メール送信設定でよく使われる SMTPS AUTH(TCP 465)ですが、アプリやメールクライアントの設定だけでは、
- ネットワーク的に接続できているのか
- 認証情報が正しいのか
- SSL/TLSでの通信が成立しているのか
といった切り分けが難しいことがあります。
本記事では、openssl コマンドを使って SMPTS AUTH(TCP 465)を直接確認する方法を、
初心者の方にもわかるように 手順付き・実行例付きで解説します。
SMTPS AUTH(TCP 465)とは
SMTPS AUTH とは、SSL/TLS で暗号化された SMTP 通信上で ユーザー認証(AUTH)を行う仕組みです。
| 項目 | 内容 |
|---|---|
| プロトコル | SMTP over SSL/TLS |
| ポート番号 | TCP 465 |
| 暗号化 | 接続開始時からSSL/TLS |
| 認証 | SMTP AUTH(LOGIN / PLAIN など) |
※ TCP 587(STARTTLS)との違いで混乱しやすいため、465は「最初から暗号化される」点を押さえておきましょう。
コマンドで動作確認するメリット
GUIやアプリ設定だけに頼らず、コマンドで確認するメリットは以下の通りです。
- ネットワーク疎通(FW・NW)の切り分けができる
- SSL証明書エラーの有無を直接確認できる
- SMTP AUTH が通るかを明確に判断できる
- アプリ側の問題か、SMTPサーバ側の問題かを切り分け可能
運用・障害対応では非常に重要な確認方法です。
事前に確認しておくポイント
事前に以下を把握しておきましょう。
- SMTPサーバのホスト名(例:smtp.example.com)
- ポート番号:465
- 認証ユーザー名
- 認証パスワード
openssl を使った SMTPS(465)接続確認
基本コマンドは以下になります。
# openssl s_client -connect mail.dassyi.com:465
確認ポイント
CONNECTEDと表示される220のSMTP応答が返る- TLSのバージョンが表示される
ここまで表示されれば、TCP 465 + SSL/TLS 接続は正常です。
SMTP AUTH(認証)の確認手順
接続後、以下を入力します。
EHLO コマンド
EHLO hogehoge.dassyi.com
応答例AUTH LOGIN や AUTH PLAIN が表示されていれば、
SMTP AUTH が有効であることが分かります。
AUTH LOGIN での認証確認
AUTH LOGIN
a2xxxxxxxxxxxxMQ==
Uzxxxxxxxxxxxxxx1
235 Authentication successfulが出ればOK
ここで、AUTH LOGINの後の文字列は、base64でエンコードされたユーザ名で、
$ echo -n “ユーザ名” | base64
a2xxxxxxxxxxxxMQ==
のコマンドで確認ができます。
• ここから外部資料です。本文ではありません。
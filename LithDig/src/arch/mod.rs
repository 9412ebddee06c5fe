//! SPDX-FileCopyrightText: 2025 CyberDeco
//!
//! SPDX-License-Identifier: MIT AND Apache-2.0
//!
//! Jupiter EX archive reader (`.arch00`, `.arch01`)
//!
//! Archives store a folder tree as flat first-child/next-sibling tables and
//! file payloads as raw bytes or chunked zlib blocks.

mod reader;
mod types;

pub use reader::ArchFile;
pub use types::*;

/// Little-endian archive magic
pub const MAGIC: [u8; 4] = *b"LTAR";

/// Big-endian (console) archive magic
pub const MAGIC_BE: [u8; 4] = *b"RATL";

/// The only supported archive version
pub const VERSION: i32 = 3;

/// Upper bound for either length in a compressed block header
pub const MAX_BLOCK_LENGTH: i32 = 100_000;

/// Archive sub-formats whose layout is decoded (`arch00`, `arch01`)
pub const SUPPORTED_VARIANTS: [u8; 2] = [0, 1];
impl WorldFile {
    /// Decode a world file and everything it references.
    ///
    /// # Errors
    /// Returns [`Error::World`] naming the stage that failed. Missing
    /// external meshes, bundles, prefabs and the paired game database are
    /// not errors.
    pub fn open(path: impl AsRef<Path>, options: &WorldLoadOptions, names: &HashNameTable) -> Result<Self> {
        let path = path.as_ref();
        info!("Opening world {}", path.display());

        let (mut streams, version) = open_streams(path, options).stage(path, "header")?;
        let split = streams.split.is_some();
        let game_dir = options
            .game_dir
            .clone()
            .or_else(|| path.parent().map(Path::to_path_buf))
            .unwrap_or_default();
        let mut resolver = DataResolver::new(version, game_dir, options.effective_content_dirs());

        // common part
        let reader = &mut streams.common;
        let (section_offsets, bounds, offset) = read_common_header(reader, split).stage(path, "header")?;

        let models = read_world_models(reader, version, options).stage(path, "world models")?;
        let mut bsps = models.bsps;
        let models_by_name = index_models(&bsps);

        let shape_count = reader.read_count().stage(path, "physics")?;
        if shape_count != bsps.len() {
            return Err(Error::CountMismatch {
                what: "physics shapes",
                expected: bsps.len(),
                found: shape_count,
            })
            .stage(path, "physics");
        }
        for bsp in &mut bsps {
            bsp.shape = Some(PhysicsShape::read(reader).stage(path, "physics")?);
        }

        let files = FilesSection::read(reader, version).stage(path, "files")?;
        if version.is_loki() {
            for name in files.bundle_names() {
                resolver.cache_bundle(name).stage(path, "files")?;
            }
        }

        // client part
        let client = match streams.split.as_mut() {
            Some((_, client)) => client,
            None => {
                let position = section_position(section_offsets, 0).stage(path, "render meshes")?;
                streams.common.seek(position).stage(path, "render meshes")?;
                &mut streams.common
            }
        };
        let render_header = RenderHeader::read(client, version).stage(path, "render meshes")?;
        if render_header.bsp_count != bsps.len() {
            return Err(Error::CountMismatch {
                what: "render tree BSPs",
                expected: bsps.len(),
                found: render_header.bsp_count,
            })
            .stage(path, "render meshes");
        }
        let (mut meshes, global_mesh) =
            read_meshes(client, version, &render_header, &files, &mut resolver).stage(path, "render meshes")?;

        let (instances, render_nodes) = if version.is_loki() {
            let tree = read_loki_tree(client, &render_header, &mut bsps, &mut meshes).stage(path, "render tree")?;
            (tree.instances, tree.nodes)
        } else {
            read_jupiter_tree(client, &mut bsps, &mut meshes).stage(path, "render tree")?;
            (Vec::new(), Vec::new())
        };

        let sectors = SectorData::read(client, version).stage(path, "sectors")?;

        // server part
        let server = match streams.split.as_mut() {
            Some((server, _)) => server,
            None => {
                let position = section_position(section_offsets, 2).stage(path, "objects")?;
                streams.common.seek(position).stage(path, "objects")?;
                &mut streams.common
            }
        };
        let mut objects = read_objects(server, version).stage(path, "objects")?;

        if version.is_loki() && options.merge_game_db {
            merge_game_db(path, &mut objects, names).stage(path, "game database")?;
        }

        let objects_by_name = index_objects(&objects);
        link_objects(&mut bsps, &mut objects, &models_by_name);

        let world = Self {
            path: path.to_path_buf(),
            version,
            split,
            section_offsets,
            bounds,
            offset,
            bounds2: models.bounds2,
            subdivision_flags: models.subdivision_flags,
            subdivision_count: models.subdivision_count,
            counts: models.counts,
            loki_unknown: models.loki_unknown,
            plane_normals: models.plane_normals,
            bsps,
            blocker_count: models.blocker_count,
            files,
            render_header,
            meshes,
            global_mesh,
            instances,
            render_nodes,
            sectors,
            objects,
            models_by_name,
            objects_by_name,
            resolver,
        };
        info!(
            "Loaded world {}: {} BSPs, {} meshes, {} objects ({} linked)",
            path.display(),
            world.bsps.len(),
            world.meshes.len(),
            world.objects.len(),
            world.objects.iter().filter(|o| o.linked_bsp.is_some()).count()
        );
        Ok(world)
    }

    /// BSP carrying the given name, ignoring case.
    #[must_use]
    pub fn bsp_by_name(&self, name: &str) -> Option<&WorldBsp> {
        self.models_by_name
            .get(&name.to_lowercase())
            .map(|&i| &self.bsps[i])
    }

    /// Object with the given name, ignoring case. The last object with a
    /// repeated name wins.
    #[must_use]
    pub fn object_by_name(&self, name: &str) -> Option<&WorldObject> {
        self.objects_by_name
            .get(&name.to_lowercase())
            .map(|&i| &self.objects[i])
    }

    /// Open an external stream the way the world's meshes were opened.
    /// `Ok(None)` when it cannot be found.
    ///
    /// # Errors
    /// Returns an error if the stream exists but cannot be read.
    pub fn resolve_data_stream(&mut self, name: &str) -> Result<Option<ByteReader>> {
        self.resolver.resolve(name)
    }

    /// Decode a prefab referenced by an LT5 instance, once per name.
    ///
    /// # Errors
    /// Returns an error if the prefab exists but fails to decode.
    pub fn read_prefab_file(&mut self, name: &str) -> Result<Option<&PrefabFile>> {
        self.resolver.read_prefab(name)
    }

    /// Bundles opened while decoding, in load order.
    pub fn bundle_names(&self) -> impl Iterator<Item = &str> {
        self.resolver.bundle_names()
    }

    /// Directory external streams resolve against.
    #[must_use]
    pub fn game_dir(&self) -> &Path {
        self.resolver.game_dir()
    }

    #[must_use]
    pub fn summary(&self) -> WorldSummary {
        WorldSummary::new(self)
    }
}
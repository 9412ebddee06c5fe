//! SPDX-FileCopyrightText: 2025 CyberDeco
//!
//! SPDX-License-Identifier: MIT AND Apache-2.0
//!
//! Game database reader (`.gamedb`)
//!
//! A typed, hashed key/value store organised as categories of records of
//! attributes. Version 3 describes each attribute inline; versions 6 and 7
//! slice a shared descriptor table per record and store the values in a
//! fixed-size per-record data block.

mod hash;
mod reader;
mod types;

pub use hash::{HASH_NAMES_ENV, HashNameTable, calc_hash};
pub use reader::GameDbFile;
pub use types::*;

/// Game database magic
pub const MAGIC: [u8; 4] = *b"GADB";

/// Versions this reader decodes
pub const SUPPORTED_VERSIONS: [i32; 3] = [3, 6, 7];

/// First version with descriptor tables and name hash checks
pub const DESCRIPTOR_VERSION: i32 = 6;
その次の文字列は、base64でエンコードされたパスワードで、
$ echo -n “パスワード” | base64
Uzxxxxxxxxxxxxxx1
のコマンドで確認ができます。これらは事前に準備してメモしておきましょう。
その後は、次のように入力して、実際にメールが届くか確認をします。
mail from: user@dassyi.com
250 2.1.0 Ok
rcpt to: hogehoge@gmail.com
250 2.1.5 Ok
data
354 End data with <CR><LF>.<CR><LF>
from: user@dassyi.com
to: hogehoge@gmail.com
subject: test mail from mailserver
test mail from mailserver.
.
QUIT
実行結果の見方とよくあるエラー
よくあるエラー例
| エラー | 原因 |
|---|---|
| Connection refused | ポート閉塞、FW設定 |
| handshake failure | TLSバージョン不一致 |
| 535 Authentication failed | ユーザー名/パスワード誤り |
トラブルシューティング例
アプリでは送信できないがコマンドは成功
→ アプリ設定ミスの可能性が高い
openssl で接続できない
→ ネットワーク/FW/ポート465を確認
AUTH が表示されない
→ SMTP AUTH 無効 or EHLO 未実行
メール送信のトラブル時は、まずコマンドで SMTP サーバの状態を確認することで、切り分けができるようになります。ぜひ覚えておいてください。
今回はここまでです。最後までお読み頂きありがとうございました。